------ Material for the task ------

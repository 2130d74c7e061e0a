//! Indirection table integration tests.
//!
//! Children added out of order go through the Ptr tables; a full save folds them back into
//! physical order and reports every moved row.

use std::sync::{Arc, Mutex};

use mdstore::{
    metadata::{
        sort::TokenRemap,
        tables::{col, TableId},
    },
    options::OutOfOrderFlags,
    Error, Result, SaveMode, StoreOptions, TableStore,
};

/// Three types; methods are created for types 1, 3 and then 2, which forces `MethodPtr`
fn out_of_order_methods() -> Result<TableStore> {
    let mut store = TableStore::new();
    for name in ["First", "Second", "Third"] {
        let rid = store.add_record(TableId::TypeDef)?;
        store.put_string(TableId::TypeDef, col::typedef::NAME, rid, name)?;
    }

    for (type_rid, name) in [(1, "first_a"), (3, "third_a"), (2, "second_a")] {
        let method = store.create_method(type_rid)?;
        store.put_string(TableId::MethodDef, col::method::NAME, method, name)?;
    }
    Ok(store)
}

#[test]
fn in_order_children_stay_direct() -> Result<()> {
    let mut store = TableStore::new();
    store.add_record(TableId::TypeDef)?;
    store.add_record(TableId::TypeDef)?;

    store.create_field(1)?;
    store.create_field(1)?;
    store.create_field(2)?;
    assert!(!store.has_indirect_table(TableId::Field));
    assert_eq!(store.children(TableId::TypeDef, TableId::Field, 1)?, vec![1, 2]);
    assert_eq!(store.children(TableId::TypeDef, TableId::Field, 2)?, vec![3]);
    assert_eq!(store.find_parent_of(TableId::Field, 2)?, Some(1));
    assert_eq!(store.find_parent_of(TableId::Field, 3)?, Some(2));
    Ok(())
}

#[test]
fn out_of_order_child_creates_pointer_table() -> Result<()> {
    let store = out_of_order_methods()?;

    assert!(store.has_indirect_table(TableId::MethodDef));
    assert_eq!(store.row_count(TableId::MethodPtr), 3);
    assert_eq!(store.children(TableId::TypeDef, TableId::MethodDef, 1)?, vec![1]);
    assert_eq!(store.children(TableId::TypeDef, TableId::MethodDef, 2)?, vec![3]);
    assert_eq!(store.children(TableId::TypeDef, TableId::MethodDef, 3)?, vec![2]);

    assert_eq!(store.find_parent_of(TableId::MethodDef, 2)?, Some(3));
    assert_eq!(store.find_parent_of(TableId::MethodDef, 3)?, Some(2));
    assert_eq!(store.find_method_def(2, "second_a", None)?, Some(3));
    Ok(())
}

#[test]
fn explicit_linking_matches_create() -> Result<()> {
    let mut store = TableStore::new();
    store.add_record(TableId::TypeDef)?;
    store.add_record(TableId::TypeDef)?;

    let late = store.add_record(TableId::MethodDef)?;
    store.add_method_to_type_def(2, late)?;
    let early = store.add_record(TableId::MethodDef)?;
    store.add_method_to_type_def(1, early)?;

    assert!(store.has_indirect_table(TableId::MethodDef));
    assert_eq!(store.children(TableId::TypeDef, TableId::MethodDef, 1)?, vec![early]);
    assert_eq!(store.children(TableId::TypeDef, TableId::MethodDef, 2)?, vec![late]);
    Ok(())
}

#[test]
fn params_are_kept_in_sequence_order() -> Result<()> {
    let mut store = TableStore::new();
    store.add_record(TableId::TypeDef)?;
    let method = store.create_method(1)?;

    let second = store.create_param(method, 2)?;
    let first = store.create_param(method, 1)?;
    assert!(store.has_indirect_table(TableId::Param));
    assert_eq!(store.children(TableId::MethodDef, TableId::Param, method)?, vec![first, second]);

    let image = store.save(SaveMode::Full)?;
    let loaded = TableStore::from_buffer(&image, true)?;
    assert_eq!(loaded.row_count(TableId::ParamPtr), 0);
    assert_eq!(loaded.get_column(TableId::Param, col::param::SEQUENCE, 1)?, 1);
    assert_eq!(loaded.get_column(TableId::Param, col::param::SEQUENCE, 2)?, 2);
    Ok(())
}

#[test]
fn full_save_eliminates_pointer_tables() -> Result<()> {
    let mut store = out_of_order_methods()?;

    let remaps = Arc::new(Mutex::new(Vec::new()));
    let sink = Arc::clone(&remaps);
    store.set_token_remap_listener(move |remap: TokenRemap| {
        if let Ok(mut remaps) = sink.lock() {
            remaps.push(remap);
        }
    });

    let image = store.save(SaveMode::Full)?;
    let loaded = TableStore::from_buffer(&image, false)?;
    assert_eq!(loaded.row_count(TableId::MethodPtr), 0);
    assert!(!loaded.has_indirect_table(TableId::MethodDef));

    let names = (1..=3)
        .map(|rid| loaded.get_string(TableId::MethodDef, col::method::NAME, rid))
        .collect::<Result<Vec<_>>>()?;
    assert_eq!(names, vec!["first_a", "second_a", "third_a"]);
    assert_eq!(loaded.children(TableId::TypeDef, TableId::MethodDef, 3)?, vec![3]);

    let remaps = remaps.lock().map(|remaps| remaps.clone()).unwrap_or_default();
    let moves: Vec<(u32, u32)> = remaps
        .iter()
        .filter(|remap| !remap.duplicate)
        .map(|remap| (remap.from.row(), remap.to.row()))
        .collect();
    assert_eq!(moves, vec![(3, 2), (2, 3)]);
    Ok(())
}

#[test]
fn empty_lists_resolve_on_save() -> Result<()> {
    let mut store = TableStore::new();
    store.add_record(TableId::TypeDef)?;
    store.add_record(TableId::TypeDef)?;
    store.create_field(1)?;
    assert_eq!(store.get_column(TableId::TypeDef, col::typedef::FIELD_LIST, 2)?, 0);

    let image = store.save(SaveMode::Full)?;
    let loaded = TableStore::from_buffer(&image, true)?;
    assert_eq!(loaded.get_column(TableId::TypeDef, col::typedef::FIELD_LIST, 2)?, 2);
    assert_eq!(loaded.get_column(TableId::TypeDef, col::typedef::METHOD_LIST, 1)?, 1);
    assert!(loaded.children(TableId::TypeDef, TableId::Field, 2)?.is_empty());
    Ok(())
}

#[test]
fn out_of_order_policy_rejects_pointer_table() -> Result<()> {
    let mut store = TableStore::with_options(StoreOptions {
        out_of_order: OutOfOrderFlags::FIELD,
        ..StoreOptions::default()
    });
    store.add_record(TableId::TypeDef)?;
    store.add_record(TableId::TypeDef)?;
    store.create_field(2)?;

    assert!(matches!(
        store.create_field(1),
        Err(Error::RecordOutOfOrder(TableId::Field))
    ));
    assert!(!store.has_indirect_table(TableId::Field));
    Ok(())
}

------

**Task instructions**
Copy out the lines above exactly, beginning at the one that contains "fn params_are_kept_in_sequence_order() ->" and ending at the one that contains "method)?, vec![first, second]);".

**Response**
fn params_are_kept_in_sequence_order() -> Result<()> {
    let mut store = TableStore::new();
    store.add_record(TableId::TypeDef)?;
    let method = store.create_method(1)?;

    let second = store.create_param(method, 2)?;
    let first = store.create_param(method, 1)?;
    assert!(store.has_indirect_table(TableId::Param));
    assert_eq!(store.children(TableId::MethodDef, TableId::Param, method)?, vec![first, second]);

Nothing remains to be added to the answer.